Figure 3.

ROS and calcium are required for Pep1-induced callose and lignin depositions. (a and b) Pep1 induces H₂O₂ production through RBOHD and RBOHF in roots. One-week-old plate-grown seedlings of indicated genotypes were treated with H₂O, 1 μM Pep1, or a combination of 1 μM Pep1 and 10 μM DPI, H₂O₂ in root tips were detected through H₂DCF-DA staining. Bars = 200 μm. (c and d) Pep1-induced callose and lignin depositions through RBOHD/F. One-week-old plate-grown seedlings of indicated genotypes were treated with 1 μM Pep1 or a combination of 1 μM Pep1 and 10 μM DPI, callose and lignin were stained post 24 hours induction. Bars = 200 μm. (e and f) Pep1-induced lignin deposition is regulated by calcium channels.

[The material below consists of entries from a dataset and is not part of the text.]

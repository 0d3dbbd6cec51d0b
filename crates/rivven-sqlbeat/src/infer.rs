//! Type inference for textual result cells
//!
//! Cells are classified in a fixed order: integer first, then float, then
//! string. A cell that parses as an integer is never reported as a float.
//!
//! The integer grammar accepts base prefixes (`0x`, `0o`, `0b`, or a bare
//! leading `0` for octal) and `_` digit separators. The float
//! grammar is whatever `f64::from_str` accepts, except that a finite
//! literal too large for `f64` (such as `1e500`) stays a string.

use crate::types::ColumnValue;

/// Classify a raw cell
///
/// ```
/// use rivven_sqlbeat::infer::infer;
/// use rivven_sqlbeat::ColumnValue;
///
/// assert_eq!(infer("42"), ColumnValue::Integer(42));
/// assert_eq!(infer("0x1f"), ColumnValue::Integer(31));
/// assert_eq!(infer("4.5"), ColumnValue::Float(4.5));
/// assert_eq!(infer("ON"), ColumnValue::String("ON".into()));
/// assert_eq!(infer(""), ColumnValue::String(String::new()));
/// ```
pub fn infer(raw: &str) -> ColumnValue {
    if let Some(n) = parse_integer(raw) {
        return ColumnValue::Integer(n);
    }
    if let Some(f) = parse_float(raw) {
        return ColumnValue::Float(f);
    }
    ColumnValue::String(raw.to_owned())
}

/// Parse a 64-bit float, rejecting finite literals that overflow
///
/// `inf`, `infinity` and `nan` (any case, optional sign) stay accepted.
fn parse_float(raw: &str) -> Option<f64> {
    let f = raw.parse::<f64>().ok()?;
    if f.is_finite() || is_non_finite_literal(raw) {
        Some(f)
    } else {
        None
    }
}

fn is_non_finite_literal(raw: &str) -> bool {
    let unsigned = raw.strip_prefix(['+', '-']).unwrap_or(raw);
    ["inf", "infinity", "nan"]
        .iter()
        .any(|lit| unsigned.eq_ignore_ascii_case(lit))
}

/// Parse a signed 64-bit integer with base-prefix detection
///
/// Returns `None` for empty input, malformed digits, misplaced separators,
/// or values outside the `i64` range.
pub fn parse_integer(raw: &str) -> Option<i64> {
    let (negative, unsigned) = match raw.as_bytes().first()? {
        b'-' => (true, &raw[1..]),
        b'+' => (false, &raw[1..]),
        _ => (false, raw),
    };

    let (radix, digits) = split_radix(unsigned)?;

    if digits.contains('_') && !separators_ok(unsigned) {
        return None;
    }

    let mut magnitude: u64 = 0;
    let mut seen_digit = false;
    for c in digits.chars() {
        if c == '_' {
            continue;
        }
        let d = c.to_digit(radix)?;
        magnitude = magnitude
            .checked_mul(u64::from(radix))?
            .checked_add(u64::from(d))?;
        seen_digit = true;
    }
    if !seen_digit {
        return None;
    }

    let value = if negative {
        -i128::from(magnitude)
    } else {
        i128::from(magnitude)
    };
    i64::try_from(value).ok()
}

/// Split an unsigned literal into (radix, digits)
fn split_radix(s: &str) -> Option<(u32, &str)> {
    if s.is_empty() {
        return None;
    }
    let bytes = s.as_bytes();
    if bytes[0] != b'0' || s.len() == 1 {
        return Some((10, s));
    }
    match bytes[1] {
        b'x' | b'X' => Some((16, &s[2..])),
        b'o' | b'O' => Some((8, &s[2..])),
        b'b' | b'B' => Some((2, &s[2..])),
        _ => Some((8, &s[1..])),
    }
}

/// Each `_` must follow a digit or a letter base prefix, and none may trail
fn separators_ok(unsigned: &str) -> bool {
    let bytes = unsigned.as_bytes();
    let mut start = 0;
    let mut last = b'^';
    if bytes.len() >= 2
        && bytes[0] == b'0'
        && matches!(bytes[1].to_ascii_lowercase(), b'b' | b'o' | b'x')
    {
        start = 2;
        last = b'0';
    }
    for &c in &bytes[start..] {
        last = match c {
            b'_' if last != b'0' => return false,
            b'_' => b'_',
            c if c.is_ascii_alphanumeric() => b'0',
            _ => b'!',
        };
    }
    last != b'_'
}

#[cfg(test)]
mod tests {
    use super::*;

    #[test]
    fn test_decimal_integers() {
        assert_eq!(parse_integer("0"), Some(0));
        assert_eq!(parse_integer("-17"), Some(-17));
        assert_eq!(parse_integer("+17"), Some(17));
        assert_eq!(parse_integer("9223372036854775807"), Some(i64::MAX));
        assert_eq!(parse_integer("-9223372036854775808"), Some(i64::MIN));
    }

    #[test]
    fn test_prefixed_integers() {
        assert_eq!(parse_integer("0x1F"), Some(31));
        assert_eq!(parse_integer("0b101"), Some(5));
        assert_eq!(parse_integer("0o17"), Some(15));
        assert_eq!(parse_integer("017"), Some(15));
        assert_eq!(parse_integer("-0x10"), Some(-16));
    }

    #[test]
    fn test_separators() {
        assert_eq!(parse_integer("0x_ff_ff"), Some(0xffff));
        assert_eq!(parse_integer("1_000"), Some(1000));
        assert_eq!(parse_integer("0_7"), Some(7));
        assert_eq!(parse_integer("_1"), None);
        assert_eq!(parse_integer("0x1__0"), None);
        assert_eq!(parse_integer("0x10_"), None);
    }

    #[test]
    fn test_rejected_integers() {
        assert_eq!(parse_integer(""), None);
        assert_eq!(parse_integer("-"), None);
        assert_eq!(parse_integer("0x"), None);
        assert_eq!(parse_integer("08"), None);
        assert_eq!(parse_integer(" 1"), None);
        assert_eq!(parse_integer("0x-1"), None);
        assert_eq!(parse_integer("9223372036854775808"), None);
    }

    #[test]
    fn test_infer_precedence() {
        assert_eq!(infer("100"), ColumnValue::Integer(100));
        assert_eq!(infer("1e3"), ColumnValue::Float(1000.0));
        assert_eq!(infer("08"), ColumnValue::Float(8.0));
        assert_eq!(
            infer("9223372036854775808"),
            ColumnValue::Float(9_223_372_036_854_775_808.0)
        );
        assert_eq!(infer("Yes"), ColumnValue::String("Yes".into()));
        assert_eq!(infer(""), ColumnValue::String(String::new()));
    }
}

One-week-old plate-grown seedlings of indicated genotypes were treated with 1 μM Pep1 or a combination of 1 μM Pep1 and 1 mM LaCl₃ or 10 mM EGTA, callose or lignin were stained post 24-hour treatment. Quantification data of ROS, callose, and lignin in b, d, and f, were indicated as means of intensity unit from each repeat. Significant differences were shown by different letters (Student’s t-test, n ≥ 8). The experiment was repeated three times with similar results.